5 thoughts on “The Stimulus And The Somme”

  1. I’m racking my brains, trying to think of a case — in any country, in any century — in which a government “stimulus” did any economic good whatsoever. Anyone have any candidates?

    It’s weird how human beings treasure theory over actual data.

  2. Carl, let me alter that a wee bit:

    a case … in which a government “stimulus” did any economic good whatsoever for a politician.

    That makes the question much easier to answer. FDR, Hugo Chavez, Mahmoud Ahmadinejad, etc.

    Politicians are not doing this to help the “economy”, they are doing this to buy back votes that they lost due to incompetence.

    Prediction: the economy will get worse, but the politicians will get re-elected.

  3. Not supporting the stimulus is not being considered unpatriotic to some degree. So, both parties are going along with it at the time being.

  4. I’ve read the article at last, and IMHO Kling really puts his foot into his mouth with it. Essentially he’s saying that it’s impossible to build a hierarchy (SUCH AS AN ARMY) that operates according to the objectives set by its leadership. The analogy is extremely limited. In fact, the successful strategy to counter WWI trenches was developed by Brusilov (the mastermind behind the rout of Austrians in 1916). That rout was not planned by soldiers, it was planned by Brusilov.

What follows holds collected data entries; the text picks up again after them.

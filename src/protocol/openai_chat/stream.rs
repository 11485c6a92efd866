use smallvec::SmallVec;

use crate::error::CanonicalError;
use crate::protocol::canonical::{Delta, RawUsage, ToolCallFragment};
use crate::protocol::mapping::openai_finish_to_canonical;
use crate::protocol::{non_empty, parse_frame, DeltaDecoder};
use crate::stream::SseEvent;

use super::{OpenAiErrorBody, OpenAiStreamChunk, OpenAiStreamToolCall, OpenAiUsage};

const DEFAULT_ERROR_STATUS: u16 = 502;

/// Decoder for `OpenAI` Chat Completions compatible streams.
///
/// Stateless: every chunk is already a sparse patch over the response.
#[derive(Debug, Default)]
pub struct OpenAiChatDecoder;

impl OpenAiChatDecoder {
    #[must_use]
    pub fn new() -> Self {
        Self
    }
}

impl DeltaDecoder for OpenAiChatDecoder {
    fn decode(&mut self, event: &SseEvent) -> Result<Option<Delta>, CanonicalError> {
        if event.is_done() || event.data.is_empty() {
            return Ok(None);
        }
        let Some(chunk) = parse_frame::<OpenAiStreamChunk>("openai", &event.data) else {
            return Ok(None);
        };
        decode_openai_stream_chunk(chunk)
    }
}

/// Decode one parsed chunk. Only the first choice is consumed.
///
/// # Errors
///
/// Returns [`CanonicalError::Upstream`] for an in-band `error` object.
pub fn decode_openai_stream_chunk(
    chunk: OpenAiStreamChunk,
) -> Result<Option<Delta>, CanonicalError> {
    if let Some(error) = chunk.error {
        return Err(upstream_error(error));
    }

    let mut delta = Delta {
        usage: chunk.usage.map(raw_usage),
        ..Delta::default()
    };

    if let Some(choice) = chunk.choices.into_iter().next() {
        let wire = choice.delta;
        delta.content = wire.content;
        delta.reasoning = wire.reasoning_content.or(wire.reasoning);
        if let Some(tool_calls) = wire.tool_calls {
            delta.tool_calls = tool_fragments(tool_calls);
        }
        delta.finish = choice
            .finish_reason
            .as_deref()
            .map(openai_finish_to_canonical);
    }

    Ok(non_empty(delta))
}

fn tool_fragments(tool_calls: Vec<OpenAiStreamToolCall>) -> SmallVec<[ToolCallFragment; 1]> {
    tool_calls
        .into_iter()
        .enumerate()
        .map(|(position, call)| {
            let (name, arguments) = call
                .function
                .map(|function| (function.name, function.arguments))
                .unwrap_or_default();
            ToolCallFragment {
                index: call.index.map_or(position, |index| index as usize),
                id: call.id.filter(|id| !id.is_empty()),
                name,
                arguments,
            }
        })
        .collect()
}

fn raw_usage(usage: OpenAiUsage) -> RawUsage {
    // prompt_tokens already includes cached tokens.
    let cache_read_tokens = usage
        .prompt_tokens_details
        .and_then(|details| details.cached_tokens)
        .or(usage.prompt_cache_hit_tokens)
        .unwrap_or(0);
    RawUsage {
        input_tokens: usage.prompt_tokens,
        output_tokens: usage.completion_tokens,
        cache_read_tokens,
        cache_write_tokens: 0,
    }
}

fn upstream_error(error: OpenAiErrorBody) -> CanonicalError {
    let status = match &error.code {
        Some(serde_json::Value::Number(code)) => code.as_u64(),
        Some(serde_json::Value::String(code)) => code.parse().ok(),
        _ => None,
    }
    .and_then(|code| u16::try_from(code).ok())
    .filter(|code| (400..=599).contains(code))
    .unwrap_or(DEFAULT_ERROR_STATUS);
    CanonicalError::Upstream {
        status,
        message: error.message,
    }
}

    It just goes worse as the article rolls down. The technocrat-bashing paragraph is just ridiculous. If nobody can arrange application of resources, why do we have CEOs?

    What friends of free markets should argue is not that it’s impossible to trust anyone to apply a billion of dollars towards a goal, but that in case of ECONOMY there are better ways (such as trust people with their own money to be spent into their own interest).

  5. Well, Pete, the thing about a successful army that makes it a good analogy to a successful firm is that (1) it’s a volunteer organization, and (2) its survival is conditional on achieving objective external criteria (winning the war), not on how good they feel about themselves, or how popular they are in a public vote.

    When either factor is missing, e.g. when you have a conscript army, or a peacetime army, it tends not to work nearly as well.

    So I wouldn’t say there’s anything inherently wrong about having the government handle a billion dollars if it could only get ahold of that billion through voluntary donations (i.e. it wasn’t a “conscript army” of bucks), and its (the government’s) survival was conditional on objective measures of success, e.g. if the stimulus doesn’t work then everyone in government who had anything to do with it loses their job and their pension, or better yet is taken out and shot, then buried at midnight in a secret grave.